Here comes the first pitch

Hi, everyone! Welcome to my MLBlog.

I want to thank MLB for allowing me the opportunity to do this new, hi-tech form of speaking to you. I have been vehemently resisting learning how to do things on the computer. Being a child of the ’60s, I am not compelled to change and become modern. Those around me have convinced me it’s time, so here I am.

Let me tell you a little bit about what I am doing. Approximately six years ago, my wife Nancy and I sold our home in Connecticut and built a house in California. We are native Californians and it feels good to be back home.

The funny thing is I moved to California and was in semi-retirement and then I became a broadcaster for the New York Mets, five years now and it brings me back to the East Coast each March through September. It feels good to come to New York because it was home for a very long time and we have a lot of wonderful memories here, both personal and professional. While I played in other places, I will always be a New York Met.
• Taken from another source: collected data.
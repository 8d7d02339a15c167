use serde::{Deserialize, Serialize};

use crate::types::{ConnectionStatus, SetupState, SyncGateState};

/// Composite bootstrap state the root view is projected from.
#[derive(Debug, Clone, Copy, Serialize, Deserialize, PartialEq, Eq)]
pub struct BootstrapSnapshot {
    /// First-run setup resolution.
    pub setup: SetupState,
    /// Whether persisted settings finished loading.
    pub settings_loaded: bool,
    /// Connection status.
    pub connection: ConnectionStatus,
    /// Sync gate state for the current connection.
    pub sync: SyncGateState,
}

impl Default for BootstrapSnapshot {
    fn default() -> Self {
        Self {
            setup: SetupState::Unknown,
            settings_loaded: false,
            connection: ConnectionStatus::Disconnected,
            sync: SyncGateState::Checking,
        }
    }
}

/// Top-level view surface selected during bootstrap.
#[derive(Debug, Clone, Copy, Serialize, Deserialize, PartialEq, Eq)]
pub enum RootView {
    /// Startup indicator while setup and settings resolve.
    Loading,
    /// First-run setup flow.
    Setup,
    /// Full-screen sync progress for a connected, unsynced session.
    SyncProgress,
    /// Main application surface.
    Main {
        /// Whether a server session is established; `false` renders the
        /// low-emphasis disconnected indicator.
        connected: bool,
    },
}

/// Select the root view for a bootstrap snapshot.
///
/// Pure projection; every reachable state combination resolves to a defined
/// surface.
pub fn select_root_view(snapshot: &BootstrapSnapshot) -> RootView {
    if snapshot.setup == SetupState::Unknown || !snapshot.settings_loaded {
        return RootView::Loading;
    }
    if snapshot.setup == SetupState::Incomplete {
        return RootView::Setup;
    }
    if snapshot.connection == ConnectionStatus::Connected
        && snapshot.sync != SyncGateState::Synced
    {
        return RootView::SyncProgress;
    }

    RootView::Main {
        connected: snapshot.connection == ConnectionStatus::Connected,
    }
}
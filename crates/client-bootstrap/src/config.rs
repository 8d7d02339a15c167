//! Environment-backed runtime configuration for the bootstrap orchestrator.

use std::{
    env,
    error::Error,
    fmt,
    path::{Path, PathBuf},
};

const DEFAULT_DATA_DIR: &str = "./.lark-client-store";
const SETTINGS_FILENAME: &str = ".lark-connection.json";
const DEFAULT_CHAT_REFRESH_LIMIT: u32 = 100;

/// Runtime configuration used by the bootstrap orchestrator.
#[derive(Debug, Clone, PartialEq, Eq)]
pub struct BootstrapConfig {
    /// Optional server-address prefill for the first-run/connect form.
    pub prefill_server_address: Option<String>,
    /// Optional credential prefill for the first-run/connect form.
    pub prefill_credential: Option<String>,
    /// Directory holding persisted client files.
    pub data_dir: PathBuf,
    /// Chat count requested from the backend on each chat-list refresh.
    pub chat_refresh_limit: u32,
}

impl BootstrapConfig {
    /// Parse configuration from environment variables.
    pub fn from_env() -> Result<Self, ConfigError> {
        Self::from_lookup(|key| env::var(key).ok())
    }

    fn from_lookup<F>(mut lookup: F) -> Result<Self, ConfigError>
    where
        F: FnMut(&str) -> Option<String>,
    {
        let prefill_server_address = optional_trimmed_env("LARK_SERVER_ADDRESS", &mut lookup);
        let prefill_credential = optional_trimmed_env("LARK_CREDENTIAL", &mut lookup);
        let data_dir = optional_trimmed_env("LARK_DATA_DIR", &mut lookup)
            .map(PathBuf::from)
            .unwrap_or_else(|| PathBuf::from(DEFAULT_DATA_DIR));
        let chat_refresh_limit = parse_optional_u32(
            "LARK_CHAT_REFRESH_LIMIT",
            DEFAULT_CHAT_REFRESH_LIMIT,
            &mut lookup,
        )?;

        if chat_refresh_limit == 0 {
            return Err(ConfigError::InvalidValue {
                key: "LARK_CHAT_REFRESH_LIMIT",
                value: "0".to_owned(),
                reason: "must be at least 1".to_owned(),
            });
        }

        Ok(Self {
            prefill_server_address,
            prefill_credential,
            data_dir,
            chat_refresh_limit,
        })
    }

    /// Location of the persisted connection settings file.
    pub fn settings_path(&self) -> PathBuf {
        self.data_dir.join(SETTINGS_FILENAME)
    }
}

/// Errors produced while parsing runtime configuration.
#[derive(Debug, Clone, PartialEq, Eq)]
pub enum ConfigError {
    /// An environment variable could not be parsed.
    InvalidValue {
        key: &'static str,
        value: String,
        reason: String,
    },
}

impl fmt::Display for ConfigError {
    fn fmt(&self, f: &mut fmt::Formatter<'_>) -> fmt::Result {
        match self {
            Self::InvalidValue { key, value, reason } => {
                write!(f, "invalid {key}='{value}': {reason}")
            }
        }
    }
}

impl Error for ConfigError {}

fn optional_trimmed_env<F>(key: &'static str, lookup: &mut F) -> Option<String>
where
    F: FnMut(&str) -> Option<String>,
{
    lookup(key)
        .map(|value| value.trim().to_owned())
        .filter(|value| !value.is_empty())
}

fn parse_optional_u32<F>(
    key: &'static str,
    default: u32,
    lookup: &mut F,
) -> Result<u32, ConfigError>
where
    F: FnMut(&str) -> Option<String>,
{
    let Some(value) = lookup(key) else {
        return Ok(default);
    };
    value
        .parse::<u32>()
        .map_err(|err| ConfigError::InvalidValue {
            key,
            value,
            reason: err.to_string(),
        })
}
Speaking about the Mets, we should all be very excited about what is going on with this team. All Met fans should be very excited about the two young players on the left side of the infield. There will be a learning curve over a period of time and we will see these two young players develop into top notch major league competitors. The key to success in major league baseball, regardless of position is learning from your mistakes mentally and physically. And that leads to the top notch level of play and both these individuals have that potential.

The core players will carry this team. Beltran, Beltran_1 Floyd, Piazza and Cameron. And any team that is going to succeed must have high quality consistency in their pitching.

The new manager, Willie Randolph has done an excellent job. He is calm, cool, collected and totally focused on what he believes is the right direction for this team. You can’t miss when you go to grad school working for the very successful Joe Torre.

Again, thanks for allowing me the opportunity to blog with a fellow HOFer and a 1969 World Series nemesis, and my friend Brooks Robinson. Looking forward to blogging with you again soon and don’t forget to check out my website at and my partner website at



    You do great on the WB11 Tom. Thanks for letting Seinfeld call it like it was on Sunday. “OVER THE WALL AND OUT OF HERE!”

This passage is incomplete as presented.